LWN: Comments on "Easier container security with entitlements"

Nesting (was: Easier container security with entitlements)

abufrejoval — Thu, 31 May 2018 09:25:19 +0000

I couldn't agree more that complexity kills the purpose and not just for security, but also for resource management.

It's one of the reasons I have always preferred running Docker containers inside OpenVZ containers, because I really want to separate the two conflicting angles: The developer specifying what he needs via Docker and the operator specifying what he's willing to give via OpenVZ.

Security and resources should be negotiated, especially since they may be dynamic and de-coupled in terms of life-cycle. And of course they should also be understandable, but that's unlikely to become easier going forward, because differentiation of security and resources can only get worse (more complex) in these days of special function units, storage and fabric classes.

Entitlements or 'credits' also make sense when it comes to resources: You give workloads credits to spend on resources such as CPU, accellerators, network, storage or memory which they can then choose to spend according to the value of what they are computing and the current cost of those resources, which are sure to become ever more dynamic as well in these days of Lambda and clouds.
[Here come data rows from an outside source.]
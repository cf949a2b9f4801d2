//! Timer-driven fetch loop.
//!
//! The poll task owns the [`Dashboard`]. Every mutation happens on that task,
//! either after a completed cycle or when a new rule arrives over the channel.

use std::{sync::Arc, time::Duration};

use anyhow::{Context, Result, anyhow};
use chrono::Utc;
use tokio::{
    sync::mpsc,
    task::JoinHandle,
    time::{Instant, MissedTickBehavior},
};
use tokio_util::sync::CancellationToken;
use tracing::{info, warn};

use crate::{
    dashboard::Dashboard,
    model::{AlertRule, City, Readings},
    provider::WeatherProvider,
};

const RULE_CHANNEL_CAPACITY: usize = 8;

/// Fetch every city once, in order, one request at a time.
///
/// A failed city is logged and left out; the rest of the round continues.
pub async fn poll_cycle(provider: &dyn WeatherProvider, cities: &[City]) -> Readings {
    let started = Instant::now();
    let mut readings = Readings::new();
    let mut failed = 0usize;

    for city in cities {
        match provider.fetch(city).await {
            Ok(snapshot) => readings.insert(city.id, snapshot),
            Err(err) => {
                failed += 1;
                warn!(city = %city.name, error = %format!("{err:#}"), "weather fetch failed");
            }
        }
    }

    info!(
        ok = readings.len(),
        failed,
        elapsed_ms = started.elapsed().as_millis() as u64,
        "poll cycle complete"
    );
    readings
}

/// Run a single cycle and fold it into `dashboard`.
pub async fn refresh_once(provider: &dyn WeatherProvider, dashboard: &mut Dashboard) -> usize {
    let readings = poll_cycle(provider, dashboard.cities()).await;
    dashboard.apply_cycle(readings, Utc::now())
}

/// Handle to the repeating poll task.
///
/// Dropping the handle without calling [`Poller::shutdown`] leaves the task
/// running until the runtime stops.
#[derive(Debug)]
pub struct Poller {
    cancel: CancellationToken,
    rules: mpsc::Sender<AlertRule>,
    handle: JoinHandle<Dashboard>,
}

impl Poller {
    /// Start polling: one cycle immediately, then one per `interval`.
    ///
    /// `on_refresh` runs on the poll task after every cycle and every rule change.
    pub fn spawn<F>(
        provider: Arc<dyn WeatherProvider>,
        dashboard: Dashboard,
        interval: Duration,
        on_refresh: F,
    ) -> Self
    where
        F: FnMut(&Dashboard) + Send + 'static,
    {
        let cancel = CancellationToken::new();
        let (rules, rules_rx) = mpsc::channel(RULE_CHANNEL_CAPACITY);

        let handle = tokio::spawn(poll_loop(
            provider,
            dashboard,
            interval,
            rules_rx,
            cancel.clone(),
            on_refresh,
        ));

        Self {
            cancel,
            rules,
            handle,
        }
    }

    /// Replace the active rule. Applied by the poll task between cycles.
    pub async fn set_rule(&self, rule: AlertRule) -> Result<()> {
        self.rules
            .send(rule)
            .await
            .map_err(|_| anyhow!("poll task has stopped; rule not applied"))
    }

    /// Stop the interval and wait for the task. A cycle still in flight is
    /// abandoned and its results are discarded.
    pub async fn shutdown(self) -> Result<Dashboard> {
        self.cancel.cancel();
        self.handle.await.context("poll task panicked")
    }
}

async fn poll_loop<F>(
    provider: Arc<dyn WeatherProvider>,
    mut dashboard: Dashboard,
    interval: Duration,
    mut rules_rx: mpsc::Receiver<AlertRule>,
    cancel: CancellationToken,
    mut on_refresh: F,
) -> Dashboard
where
    F: FnMut(&Dashboard) + Send + 'static,
{
    let mut ticker = tokio::time::interval(interval);
    // A slow cycle pushes the next tick back instead of bunching ticks up.
    ticker.set_missed_tick_behavior(MissedTickBehavior::Delay);

    info!(
        cities = dashboard.cities().len(),
        interval_secs = interval.as_secs(),
        "poll loop started"
    );

    loop {
        tokio::select! {
            _ = cancel.cancelled() => {
                info!("poll loop shutting down");
                break;
            }
            _ = ticker.tick() => {
                let readings = tokio::select! {
                    _ = cancel.cancelled() => {
                        info!("poll loop shutting down mid-cycle, results discarded");
                        break;
                    }
                    readings = poll_cycle(provider.as_ref(), dashboard.cities()) => readings,
                };

                let raised = dashboard.apply_cycle(readings, Utc::now());
                if raised > 0 {
                    info!(raised, total = dashboard.alert_count(), "alerts raised");
                }
                on_refresh(&dashboard);
            }
            Some(rule) = rules_rx.recv() => {
                dashboard.replace_rule(rule);
                on_refresh(&dashboard);
            }
        }
    }

    dashboard
}
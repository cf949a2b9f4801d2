use chrono::{DateTime, NaiveDate, Utc};
use indexmap::IndexMap;
use serde::{Deserialize, Serialize};

const KELVIN_OFFSET: f64 = 273.15;

pub fn kelvin_to_celsius(kelvin: f64) -> f64 {
    kelvin - KELVIN_OFFSET
}

/// A monitored location. Loaded from configuration and never mutated.
#[derive(Debug, Clone, PartialEq, Serialize, Deserialize)]
pub struct City {
    pub id: u32,
    pub name: String,
    pub lat: f64,
    pub lon: f64,
}

impl City {
    pub fn new(id: u32, name: impl Into<String>, lat: f64, lon: f64) -> Self {
        Self {
            id,
            name: name.into(),
            lat,
            lon,
        }
    }
}

/// Latest reading for one city. Temperatures are stored in Kelvin as delivered by the API.
#[derive(Debug, Clone, PartialEq, Serialize, Deserialize)]
pub struct WeatherSnapshot {
    pub condition: String,
    pub temp_k: f64,
    pub feels_like_k: f64,
    pub humidity: u8,
    pub observed_at: DateTime<Utc>,
}

impl WeatherSnapshot {
    pub fn temp_c(&self) -> f64 {
        kelvin_to_celsius(self.temp_k)
    }

    pub fn feels_like_c(&self) -> f64 {
        kelvin_to_celsius(self.feels_like_k)
    }
}

/// Per-cycle mapping from city id to snapshot.
///
/// Iteration follows insertion order, which is the configured city order
/// when built by a poll cycle. Inserting an id twice replaces the earlier
/// snapshot in place.
#[derive(Debug, Clone, Default, PartialEq)]
pub struct Readings {
    entries: IndexMap<u32, WeatherSnapshot>,
}

impl Readings {
    pub fn new() -> Self {
        Self::default()
    }

    pub fn insert(&mut self, city_id: u32, snapshot: WeatherSnapshot) {
        self.entries.insert(city_id, snapshot);
    }

    pub fn get(&self, city_id: u32) -> Option<&WeatherSnapshot> {
        self.entries.get(&city_id)
    }

    pub fn contains(&self, city_id: u32) -> bool {
        self.entries.contains_key(&city_id)
    }

    pub fn iter(&self) -> impl Iterator<Item = (u32, &WeatherSnapshot)> {
        self.entries.iter().map(|(id, snapshot)| (*id, snapshot))
    }

    pub fn city_ids(&self) -> impl Iterator<Item = u32> + '_ {
        self.entries.keys().copied()
    }

    pub fn snapshots(&self) -> impl Iterator<Item = &WeatherSnapshot> {
        self.entries.values()
    }

    pub fn len(&self) -> usize {
        self.entries.len()
    }

    pub fn is_empty(&self) -> bool {
        self.entries.is_empty()
    }
}

/// Aggregate over every city present in one cycle. Temperatures in Celsius.
#[derive(Debug, Clone, PartialEq, Serialize, Deserialize)]
pub struct DailySummary {
    pub date: NaiveDate,
    pub avg_temp: f64,
    pub max_temp: f64,
    pub min_temp: f64,
    pub dominant_condition: String,
}

impl DailySummary {
    pub fn date_label(&self) -> String {
        self.date.format("%Y-%m-%d").to_string()
    }
}

/// The single active alert condition.
#[derive(Debug, Clone, PartialEq, Serialize, Deserialize)]
#[serde(tag = "type", rename_all = "lowercase")]
pub enum AlertRule {
    /// Fires when a city's Celsius temperature strictly exceeds `threshold`.
    Temperature { threshold: f64 },
    /// Fires when a city's condition label equals `target`, ignoring case.
    Condition { target: String },
}

impl Default for AlertRule {
    fn default() -> Self {
        AlertRule::Temperature { threshold: 35.0 }
    }
}

impl std::fmt::Display for AlertRule {
    fn fmt(&self, f: &mut std::fmt::Formatter<'_>) -> std::fmt::Result {
        match self {
            AlertRule::Temperature { threshold } => write!(f, "temperature > {threshold}°C"),
            AlertRule::Condition { target } => write!(f, "condition = {target}"),
        }
    }
}

#[derive(Debug, Clone, PartialEq, Serialize, Deserialize)]
pub struct AlertMessage {
    pub raised_at: DateTime<Utc>,
    pub text: String,
}
//! Dashboard state and the update functions that mutate it.

use std::collections::VecDeque;

use chrono::{DateTime, Local, Utc};
use tracing::{debug, info};

use crate::{
    alert,
    model::{AlertMessage, AlertRule, City, DailySummary, Readings},
    summary::{self, SummaryHistory},
};

/// Everything the renderers display.
///
/// Owned by exactly one controller (the poll task). Renderers take `&Dashboard`.
#[derive(Debug, Clone)]
pub struct Dashboard {
    cities: Vec<City>,
    readings: Readings,
    history: SummaryHistory,
    rule: AlertRule,
    alerts: VecDeque<AlertMessage>,
    max_alerts: Option<usize>,
    last_refresh: Option<DateTime<Utc>>,
}

impl Dashboard {
    pub fn new(cities: Vec<City>, rule: AlertRule) -> Self {
        Self {
            cities,
            readings: Readings::new(),
            history: SummaryHistory::new(),
            rule,
            alerts: VecDeque::new(),
            max_alerts: None,
            last_refresh: None,
        }
    }

    /// Caps the alert log, dropping the oldest entries once `limit` is exceeded.
    pub fn with_alert_limit(mut self, limit: Option<usize>) -> Self {
        self.max_alerts = limit;
        self.trim_alerts();
        self
    }

    pub fn cities(&self) -> &[City] {
        &self.cities
    }

    pub fn readings(&self) -> &Readings {
        &self.readings
    }

    pub fn history(&self) -> &SummaryHistory {
        &self.history
    }

    pub fn rule(&self) -> &AlertRule {
        &self.rule
    }

    pub fn alerts(&self) -> impl Iterator<Item = &AlertMessage> {
        self.alerts.iter()
    }

    pub fn alert_count(&self) -> usize {
        self.alerts.len()
    }

    pub fn last_refresh(&self) -> Option<DateTime<Utc>> {
        self.last_refresh
    }

    pub fn replace_readings(&mut self, readings: Readings) {
        self.readings = readings;
    }

    pub fn append_summary(&mut self, summary: DailySummary) {
        self.history.push(summary);
    }

    pub fn append_alerts(&mut self, alerts: impl IntoIterator<Item = AlertMessage>) {
        self.alerts.extend(alerts);
        self.trim_alerts();
    }

    /// Swap the active rule. Takes effect from the next evaluation; past alerts stay in the log.
    pub fn replace_rule(&mut self, rule: AlertRule) {
        info!(rule = %rule, "alert rule replaced");
        self.rule = rule;
    }

    /// Apply one completed poll cycle: store readings, fold a summary, evaluate the rule.
    ///
    /// Returns the number of alerts raised this cycle.
    pub fn apply_cycle(&mut self, readings: Readings, now: DateTime<Utc>) -> usize {
        let today = now.with_timezone(&Local).date_naive();

        match summary::aggregate(&readings, today) {
            Some(s) => self.append_summary(s),
            None => debug!("no readings this cycle, summary skipped"),
        }

        let raised = alert::evaluate(&self.rule, &self.cities, &readings, now);
        let count = raised.len();
        self.append_alerts(raised);

        self.replace_readings(readings);
        self.last_refresh = Some(now);
        count
    }

    fn trim_alerts(&mut self) {
        if let Some(limit) = self.max_alerts {
            while self.alerts.len() > limit {
                self.alerts.pop_front();
            }
        }
    }
}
In both cases nesting allows a top-down budget or entitlement approach which is as detailed as it needs to be and as abstract as it can be for the current nesting level, instead of trying to nail everything at one flat layer, where it's complexity overwhelms both the developer and the operator.

Easier container security with entitlements

zyga — Sat, 26 May 2018 06:50:14 +0000

Have a look at github.com/snapcore/snapd, inside the most interesting aspect would be cmd/snap-confine/*.[ch]. This is the code that arranges the sandbox. It works in tandem with other tools, specifically it consumes output of cmd/snap-seccomp (a seccomp profile compiler) and of the whole interfaces/* tree where the code there creates profiles for apparmor, seccomp, and for device cgroups. One last interesting tool is cmd/snap-update-ns/* which can modify a mount namespace in-place, figuring out what needs to change vs what is there already. Let me know if you find any issues or have questions about the design.

Easier container security with entitlements

simcop2387 — Fri, 25 May 2018 20:31:03 +0000

Definitely going to look at that. I've taken some inspiration from docker and a few other places but the tools from them aren't completely applicable since with my use-case I want quick to build ephemeral containers (every command gets a new container/sandbox and they're all completely discarded after execution).

I hadn't thought to look at what snapd and such were doing, since they've got a similar use-case (though maybe not in the complete discarding of all data/records of execution).

Easier container security with entitlements

droundy — Fri, 25 May 2018 16:55:12 +0000

I find myself doubting that a "high level" entitlement is going to work around the random crashes caused by security policy arbitrarily disabling system calls. What is the high level entitlement that would let me use ptrace? As long as "security" means disabling parts of the Linux ABI it's hard to see something like this fixing the problems with Docker's security defaults being unusable.

Easier container security with entitlements

zyga — Fri, 25 May 2018 12:53:28 +0000

Snap sandbox construction / entering is pretty complex and the solution is very much tailored to snapd. There's an interesting interplay of apparmor, seccomp, cgroups and mount namespaces (several layers of them) that makes this somewhat less than likely to be replaced by a generic tool.

What is generic are some of the libraries (libapparmor, libcap, libseccomp) and certainly the corresponding kernel features.

Easier container security with entitlements

zyga — Fri, 25 May 2018 12:50:37 +0000

Snapd ships a complement of tools that (while tailored to snapd) should be useful as a base for other tools or as inspiration. We have a stand-alone seccomp profile compiler, support for argument filtering and loading.

Easier container security with entitlements

bof — Fri, 25 May 2018 06:51:53 +0000

Hmm. Isn't all of that applicable to

1) systemd unit security config in general
2) flatpack / snap isolation of desktop apps

At least all the kernel stuff is valid for any of the use cases. WIBNI a highlevel "standard highlevel approach" would cover them all, too?

Easier container security with entitlements

simcop2387 — Thu, 24 May 2018 23:12:05 +0000

For seccomp I've actually been writing my own sandbox, it's still in progress but is pretty usable (by me). It's definitely more complicated than the JSON files I've seen from Kubernetes and Docker. It's using YAML and some custom stuff to handle constant values (things like O_APPEND, etc.).

You can get a high level overview of it from https://metacpan.org/pod/App::EvalServerAdvanced::Seccomp

It ends up setting up several namespaces (PID, SHM, mount, etc.), drops all capabilities, and then sets up seccomp as a whitelist for allowed syscalls. There's still more I could do to with apparmor or selinux but they haven't seemed necessary for my particular use.